Whoa! That's a lot of words to basically say "JavaScript does not have static or inferential/derivable types". Kind of like the way type annotations create all that syntax noise. And I was talking about achieving the BENEFITS of "gradual and structural typing". It is done for the the benefits, not for its own sake. Do you even know the benefits? In proper JS, the same is easily achieved by duck-typing, and run-time checking whenever necessary.

> And given that TypeScript is a strict superset of JavaScript, it's absolutely bonkers to claim that JavaScript is "more powerful and expressive"

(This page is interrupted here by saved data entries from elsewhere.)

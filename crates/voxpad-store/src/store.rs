//! Async note store with a serialized writer and live snapshots.
//!
//! NoteStore owns the durable note table. Mutations are dispatched over
//! an unbounded channel to a single writer task and applied in dispatch
//! order; every committed change publishes a fresh immutable snapshot
//! on a watch channel and a confirmation event on the bus.

use std::sync::{Arc, Mutex};

use tokio::sync::{mpsc, watch};
use tokio::task::JoinHandle;
use tracing::{debug, error};

use voxpad_core::error::VoxpadError;
use voxpad_core::events::{DomainEvent, EventBus};
use voxpad_core::types::{Note, NoteDraft, NoteId, TimestampMs};

use crate::repository::NoteRepository;

/// A write queued for the writer task.
enum StoreOp {
    Insert(NoteDraft),
    Update(Note),
    Delete(NoteId),
    Close,
}

/// Handle to the note table.
///
/// Cloning is cheap; all clones share the writer task and the snapshot
/// channel.
#[derive(Clone)]
pub struct NoteStore {
    ops: mpsc::UnboundedSender<StoreOp>,
    notes: watch::Receiver<Arc<[Note]>>,
    writer: Arc<Mutex<Option<JoinHandle<()>>>>,
}

impl NoteStore {
    /// Spawn the writer task over a repository.
    ///
    /// The initial snapshot is read before the task starts, so
    /// subscribers see pre-existing rows ahead of any mutation.
    pub fn spawn(repo: NoteRepository, events: EventBus) -> Result<Self, VoxpadError> {
        let initial: Arc<[Note]> = Arc::from(repo.list()?);
        let (notes_tx, notes_rx) = watch::channel(initial);
        let (ops_tx, ops_rx) = mpsc::unbounded_channel();

        let handle = tokio::spawn(writer_loop(ops_rx, repo, notes_tx, events));

        Ok(Self {
            ops: ops_tx,
            notes: notes_rx,
            writer: Arc::new(Mutex::new(Some(handle))),
        })
    }

    /// Subscribe to the live note sequence.
    ///
    /// The receiver always holds the latest committed snapshot, ordered
    /// by id ascending; every committed mutation publishes a new value.
    pub fn list(&self) -> watch::Receiver<Arc<[Note]>> {
        self.notes.clone()
    }

    /// The latest committed snapshot.
    pub fn snapshot(&self) -> Arc<[Note]> {
        self.notes.borrow().clone()
    }

    /// Queue a draft for insertion.
    ///
    /// The writer assigns the id and stamps a missing timestamp at
    /// write time.
    pub fn insert(&self, draft: NoteDraft) {
        self.dispatch(StoreOp::Insert(draft));
    }

    /// Queue a full-row replacement of the note matching `note.id`.
    ///
    /// An unknown id is absorbed as a no-op.
    pub fn update(&self, note: Note) {
        self.dispatch(StoreOp::Update(note));
    }

    /// Queue removal of the note matching `note.id`.
    ///
    /// An unknown id is absorbed as a no-op.
    pub fn delete(&self, note: &Note) {
        self.dispatch(StoreOp::Delete(note.id));
    }

    fn dispatch(&self, op: StoreOp) {
        if self.ops.send(op).is_err() {
            debug!("Store write dropped, writer already closed");
        }
    }

    /// Shut the writer down after it drains every queued write.
    pub async fn close(&self) {
        let _ = self.ops.send(StoreOp::Close);
        let handle = self.writer.lock().ok().and_then(|mut writer| writer.take());
        if let Some(handle) = handle {
            let _ = handle.await;
        }
    }
}

async fn writer_loop(
    mut ops: mpsc::UnboundedReceiver<StoreOp>,
    repo: NoteRepository,
    notes: watch::Sender<Arc<[Note]>>,
    events: EventBus,
) {
    while let Some(op) = ops.recv().await {
        match op {
            StoreOp::Insert(draft) => match repo.insert(draft) {
                Ok(note) => {
                    publish(&repo, &notes);
                    events.emit(DomainEvent::NoteAdded {
                        id: note.id,
                        timestamp: TimestampMs::now(),
                    });
                }
                Err(e) => error!("Note insert failed: {}", e),
            },
            StoreOp::Update(note) => match repo.update(&note) {
                Ok(true) => {
                    publish(&repo, &notes);
                    events.emit(DomainEvent::NoteUpdated {
                        id: note.id,
                        timestamp: TimestampMs::now(),
                    });
                }
                Ok(false) => debug!(id = %note.id, "Update for unknown note id ignored"),
                Err(e) => error!("Note update failed: {}", e),
            },
            StoreOp::Delete(id) => match repo.delete(id) {
                Ok(true) => {
                    publish(&repo, &notes);
                    events.emit(DomainEvent::NoteDeleted {
                        id,
                        timestamp: TimestampMs::now(),
                    });
                }
                Ok(false) => debug!(id = %id, "Delete for unknown note id ignored"),
                Err(e) => error!("Note delete failed: {}", e),
            },
            StoreOp::Close => break,
        }
    }
    debug!("Note store writer stopped");
}

/// Re-read the table and publish a fresh snapshot to subscribers.
fn publish(repo: &NoteRepository, notes: &watch::Sender<Arc<[Note]>>) {
    match repo.list() {
        Ok(list) => {
            notes.send_replace(Arc::from(list));
        }
        Err(e) => error!("Failed to refresh note snapshot: {}", e),
    }
}

#[cfg(test)]
mod tests {
    use super::*;

    use std::collections::HashSet;
    use std::time::Duration;

    use tokio::time::timeout;

    use crate::db::Database;

    const WAIT: Duration = Duration::from_secs(5);

    fn make_store() -> (NoteStore, EventBus) {
        let db = Arc::new(Database::in_memory().unwrap());
        let repo = NoteRepository::new(db);
        let events = EventBus::default();
        let store = NoteStore::spawn(repo, events.clone()).unwrap();
        (store, events)
    }

    async fn wait_for_len(rx: &mut watch::Receiver<Arc<[Note]>>, len: usize) -> Arc<[Note]> {
        let snapshot = timeout(WAIT, rx.wait_for(|notes| notes.len() == len))
            .await
            .expect("timed out waiting for a snapshot")
            .expect("snapshot channel closed");
        Arc::clone(&snapshot)
    }

    #[tokio::test]
    async fn test_insert_appears_in_live_sequence() {
        let (store, _events) = make_store();
        let mut rx = store.list();

        store.insert(NoteDraft::new(
            "Groceries".to_string(),
            "milk, eggs".to_string(),
        ));

        let snapshot = wait_for_len(&mut rx, 1).await;
        assert_eq!(snapshot[0].id, NoteId(1));
        assert_eq!(snapshot[0].title, "Groceries");
        assert_eq!(snapshot[0].content, "milk, eggs");
        assert!(snapshot[0].timestamp.0 > 0);
    }

    #[tokio::test]
    async fn test_inserts_assign_distinct_ascending_ids() {
        let (store, _events) = make_store();
        let mut rx = store.list();

        for i in 0..3 {
            store.insert(NoteDraft::new(format!("note {}", i), String::new()));
        }

        let snapshot = wait_for_len(&mut rx, 3).await;
        assert!(snapshot.windows(2).all(|pair| pair[0].id < pair[1].id));
    }

    #[tokio::test]
    async fn test_concurrent_inserts_get_distinct_ids() {
        let (store, _events) = make_store();

        let mut handles = Vec::new();
        for i in 0..8 {
            let store = store.clone();
            handles.push(tokio::spawn(async move {
                store.insert(NoteDraft::new(format!("note {}", i), String::new()));
            }));
        }
        for handle in handles {
            handle.await.unwrap();
        }

        let mut rx = store.list();
        let snapshot = wait_for_len(&mut rx, 8).await;
        let ids: HashSet<i64> = snapshot.iter().map(|note| note.id.0).collect();
        assert_eq!(ids.len(), 8);
    }

    #[tokio::test]
    async fn test_update_replaces_matching_row_only() {
        let (store, _events) = make_store();
        let mut rx = store.list();

        store.insert(NoteDraft::new("Groceries".into(), "milk, eggs".into()));
        store.insert(NoteDraft::new("Chores".into(), "laundry".into()));
        let snapshot = wait_for_len(&mut rx, 2).await;
        let target = snapshot[0].clone();
        let other = snapshot[1].clone();

        store.update(Note {
            content: "milk, eggs, bread".to_string(),
            ..target.clone()
        });

        let updated = timeout(
            WAIT,
            rx.wait_for(|notes| notes[0].content == "milk, eggs, bread"),
        )
        .await
        .expect("timed out waiting for the update")
        .expect("snapshot channel closed");
        assert_eq!(updated[0].id, target.id);
        assert_eq!(updated[1], other);
    }

    #[tokio::test]
    async fn test_update_unknown_id_is_silent_noop() {
        let (store, _events) = make_store();
        let mut rx = store.list();

        store.update(Note {
            id: NoteId(99),
            title: "ghost".to_string(),
            content: String::new(),
            timestamp: TimestampMs(0),
        });
        // A later insert proves the no-op was processed first.
        store.insert(NoteDraft::new("after".into(), String::new()));

        let snapshot = wait_for_len(&mut rx, 1).await;
        assert_eq!(snapshot[0].title, "after");
        assert!(snapshot.iter().all(|note| note.id != NoteId(99)));
    }

    #[tokio::test]
    async fn test_delete_removes_exactly_one_row() {
        let (store, _events) = make_store();
        let mut rx = store.list();

        store.insert(NoteDraft::new("keep".into(), String::new()));
        store.insert(NoteDraft::new("drop".into(), String::new()));
        let snapshot = wait_for_len(&mut rx, 2).await;
        let doomed = snapshot[1].clone();

        store.delete(&doomed);

        let snapshot = wait_for_len(&mut rx, 1).await;
        assert!(snapshot.iter().all(|note| note.id != doomed.id));
        assert_eq!(snapshot[0].title, "keep");
    }

    #[tokio::test]
    async fn test_delete_unknown_id_is_silent_noop() {
        let (store, _events) = make_store();
        let mut rx = store.list();

        let ghost = Note {
            id: NoteId(42),
            title: String::new(),
            content: String::new(),
            timestamp: TimestampMs(0),
        };
        store.delete(&ghost);
        store.insert(NoteDraft::new("after".into(), String::new()));

        let snapshot = wait_for_len(&mut rx, 1).await;
        assert_eq!(snapshot[0].title, "after");
    }

    #[tokio::test]
    async fn test_insert_update_delete_scenario() {
        let (store, _events) = make_store();
        let mut rx = store.list();

        store.insert(NoteDraft::new(
            "Groceries".to_string(),
            "milk, eggs".to_string(),
        ));
        let snapshot = wait_for_len(&mut rx, 1).await;
        assert_eq!(snapshot[0].id, NoteId(1));

        store.update(Note {
            content: "milk, eggs, bread".to_string(),
            timestamp: TimestampMs(snapshot[0].timestamp.0 + 500),
            ..snapshot[0].clone()
        });
        let updated = timeout(
            WAIT,
            rx.wait_for(|notes| notes[0].content == "milk, eggs, bread"),
        )
        .await
        .expect("timed out waiting for the update")
        .expect("snapshot channel closed");
        assert_eq!(updated[0].timestamp, TimestampMs(snapshot[0].timestamp.0 + 500));
        let current = updated[0].clone();
        drop(updated);

        store.delete(&current);
        let snapshot = wait_for_len(&mut rx, 0).await;
        assert!(snapshot.is_empty());
    }

    #[tokio::test]
    async fn test_events_emitted_in_commit_order() {
        let (store, events) = make_store();
        let mut events_rx = events.subscribe();
        let mut rx = store.list();

        store.insert(NoteDraft::new("Groceries".into(), "milk, eggs".into()));
        let snapshot = wait_for_len(&mut rx, 1).await;
        store.update(Note {
            content: "milk".to_string(),
            ..snapshot[0].clone()
        });
        store.delete(&snapshot[0]);
        wait_for_len(&mut rx, 0).await;

        let first = timeout(WAIT, events_rx.recv()).await.unwrap().unwrap();
        match first {
            DomainEvent::NoteAdded { id, .. } => assert_eq!(id, NoteId(1)),
            other => panic!("expected NoteAdded, got {:?}", other),
        }
        let second = timeout(WAIT, events_rx.recv()).await.unwrap().unwrap();
        match second {
            DomainEvent::NoteUpdated { id, .. } => assert_eq!(id, NoteId(1)),
            other => panic!("expected NoteUpdated, got {:?}", other),
        }
        let third = timeout(WAIT, events_rx.recv()).await.unwrap().unwrap();
        match third {
            DomainEvent::NoteDeleted { id, .. } => assert_eq!(id, NoteId(1)),
            other => panic!("expected NoteDeleted, got {:?}", other),
        }
    }

    #[tokio::test]
    async fn test_noop_writes_emit_no_events() {
        let (store, events) = make_store();
        let mut events_rx = events.subscribe();
        let mut rx = store.list();

        store.update(Note {
            id: NoteId(1),
            title: String::new(),
            content: String::new(),
            timestamp: TimestampMs(0),
        });
        store.insert(NoteDraft::new("real".into(), String::new()));
        wait_for_len(&mut rx, 1).await;

        // The only event is the insert confirmation.
        let event = timeout(WAIT, events_rx.recv()).await.unwrap().unwrap();
        assert!(matches!(event, DomainEvent::NoteAdded { .. }));
    }

    #[tokio::test]
    async fn test_added_event_carries_commit_time() {
        let (store, events) = make_store();
        let mut events_rx = events.subscribe();
        let mut rx = store.list();

        let before = TimestampMs::now();
        store.insert(NoteDraft {
            title: "Backdated".to_string(),
            content: String::new(),
            timestamp: Some(TimestampMs(1000)),
        });
        let snapshot = wait_for_len(&mut rx, 1).await;
        assert_eq!(snapshot[0].timestamp, TimestampMs(1000));

        let added = timeout(WAIT, events_rx.recv()).await.unwrap().unwrap();
        match added {
            DomainEvent::NoteAdded { id, timestamp } => {
                assert_eq!(id, snapshot[0].id);
                assert!(timestamp >= before);
            }
            other => panic!("expected NoteAdded, got {other:?}"),
        }
    }

    #[tokio::test]
    async fn test_snapshot_includes_preexisting_rows() {
        let db = Arc::new(Database::in_memory().unwrap());
        let repo = NoteRepository::new(db);
        repo.insert(NoteDraft::new("existing".into(), "row".into()))
            .unwrap();

        let store = NoteStore::spawn(repo, EventBus::default()).unwrap();
        let snapshot = store.snapshot();
        assert_eq!(snapshot.len(), 1);
        assert_eq!(snapshot[0].title, "existing");
    }

    #[tokio::test]
    async fn test_close_drains_queued_writes() {
        let (store, _events) = make_store();

        for i in 0..5 {
            store.insert(NoteDraft::new(format!("note {}", i), String::new()));
        }
        store.close().await;

        assert_eq!(store.snapshot().len(), 5);
    }

    #[tokio::test]
    async fn test_writes_after_close_are_dropped() {
        let (store, _events) = make_store();
        store.close().await;

        store.insert(NoteDraft::new("late".into(), String::new()));

        assert!(store.snapshot().is_empty());
    }
}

I touched on the a bit when talking on trade-offs. A superset does not mean super like superman. it means an added layer of abstraction. You are moving further away from the metal, and leaving some decisions to the TypeScript compiler. That means giving away power, and flexibility to the compiler. A good engineer understands, and is not in denial about the trade-offs they are making.

> But as a gentle observation: people don't usually go on about "tribal" developers when the facts are on their side.

What really happens is that people outgrow their tribal instincts once they realize that this are all just tools that come and go, it is the underlying ideas that matter. JS absorbed all the best ideas from jQuery, and jQuery went. It has integrated all the best ideas from CoffeScript (js with a python frame of mind), and coffee-script is no longer the rage it was a few years back. Same is happening with TS, which is why my money is still on JS. The fact is, js will outlive ts.


Java is verbose because it is Java, not because it is statically typed. Let's look at some more modern and ergonomic language instead, like Typescript which is much more relevant to the OP.

The typing there might add a few extra characters to your function definitions but you gain them back in terms of less need for documenting the argument types in comments. You hardly ever see typing inside of functions in Typescript so it hardly adds any verbosity.


Java was used as an example of strongly typed taken to the extreme. Something YOU can relate to, as a TypeScript user. In terms of verbosity, the difference between Java and TypeScript is like the difference between TypeScript and JavaScript.


I do appreciate the comparison and have suffered enough Java in my life to fully understand it. But i have to tell you again, Java is not verbose because it has "taken strong typing to the extreme" (correlation vs causation), it's just a badly designed language. From the same familiy of languages look at C# and Kotlin for example, they are both much stronger than java (minus checked exceptions) but at the same time very less verbose. There are many other examples of this, C++21 is stronger and less verbose than C++98. Rust can also many times be less verbose than C++ or C and at the same time stronger.

In many cases typescript can also reduce verbosity because of more modern features and transpiling. For example early versions had foreach long before it was in ES and before Babel was as widespread as today. In fact you don't even need to add type annotations at all to run typescript, you can let it try its best on plain javascript, in those places where it's not obvious from context, just add the extra :string.